PROBLEM DESCRIPTION:
Go through the data below and return each line containing the word "tokio".

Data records
*** Block opens ***

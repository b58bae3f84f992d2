//! SummaryProcessor - デフォルトの処理本体
//!
//! タイトル・説明・完了時刻を含む結果文字列を返すだけの実装です。
//! 本物の業務処理は `TaskProcessor` を実装して差し替えます。

use async_trait::async_trait;
use chrono::SecondsFormat;

use crate::domain::TaskMessage;
use crate::ports::{Clock, ProcessError, TaskProcessor};

pub struct SummaryProcessor<C> {
    clock: C,
}

impl<C: Clock> SummaryProcessor<C> {
    pub fn new(clock: C) -> Self {
        Self { clock }
    }
}

#[async_trait]
impl<C: Clock> TaskProcessor for SummaryProcessor<C> {
    async fn process(&self, message: &TaskMessage) -> Result<String, ProcessError> {
        let at = self
            .clock
            .now()
            .to_rfc3339_opts(SecondsFormat::Micros, true);
        let mut result = format!("Processed task '{}' at {at}", message.title);
        if let Some(description) = message.description.as_deref()
            && !description.is_empty()
        {
            result.push_str(" with description: ");
            result.push_str(description);
        }
        Ok(result)
    }
}
//! Errors - エラー型と分類
//!
//! TaskService の呼び出し元に返るエラーはすべて `TaskError` です。
//! HTTP 層はこの分類をそのままステータスコードに写像します。
//!
//! | variant             | 意味                         | HTTP |
//! |---------------------|------------------------------|------|
//! | `Validation`        | 入力の形・長さが不正         | 422  |
//! | `InvalidTransition` | 許可されていない状態遷移     | 422  |
//! | `NotFound`          | ID が存在しない              | 404  |
//! | `Conflict`          | 並行して行が更新された       | 409  |
//! | `Dispatch`          | キューへの送信失敗           | 500  |
//! | `Storage`           | DB が使えない                | 500  |

use thiserror::Error;

use super::ids::TaskId;
use super::state::{TaskStatus, UnknownStatus};
use crate::ports::QueueError;

/// ErrorKind は運用上の分類
#[derive(Debug, Clone, Copy, PartialEq, Eq)]
pub enum ErrorKind {
    /// 呼び出し側の入力が原因（再送しても同じ結果）
    Client,
    /// インフラ（DB / キュー）の障害
    Infrastructure,
}

#[derive(Debug, Error)]
pub enum TaskError {
    #[error("validation failed: {0}")]
    Validation(String),

    #[error("task {id} cannot move from {from} to {to}")]
    InvalidTransition {
        id: TaskId,
        from: TaskStatus,
        to: TaskStatus,
    },

    #[error("task with id {0} not found")]
    NotFound(TaskId),

    /// A [`Precondition`](super::task::Precondition) did not hold; `status` is the current one.
    #[error("task {id} was modified concurrently (now {status})")]
    Conflict { id: TaskId, status: TaskStatus },

    /// `task_id` is set when the row was written but the notification was not.
    #[error("failed to dispatch task to queue: {source}")]
    Dispatch {
        task_id: Option<TaskId>,
        #[source]
        source: QueueError,
    },

    #[error("storage error: {0}")]
    Storage(String),
}

impl TaskError {
    pub fn kind(&self) -> ErrorKind {
        match self {
            TaskError::Validation(_)
            | TaskError::InvalidTransition { .. }
            | TaskError::NotFound(_)
            | TaskError::Conflict { .. } => ErrorKind::Client,
            TaskError::Dispatch { .. } | TaskError::Storage(_) => ErrorKind::Infrastructure,
        }
    }
}

impl From<rusqlite::Error> for TaskError {
    fn from(e: rusqlite::Error) -> Self {
        TaskError::Storage(e.to_string())
    }
}

impl From<UnknownStatus> for TaskError {
    fn from(e: UnknownStatus) -> Self {
        TaskError::Storage(e.to_string())
    }
}

impl From<tokio::task::JoinError> for TaskError {
    fn from(e: tokio::task::JoinError) -> Self {
        TaskError::Storage(format!("storage task join error: {e}"))
    }
}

*** Block closes ***

RESULT OF THIS TASK:
impl From<tokio::task::JoinError> for TaskError {
    fn from(e: tokio::task::JoinError) -> Self {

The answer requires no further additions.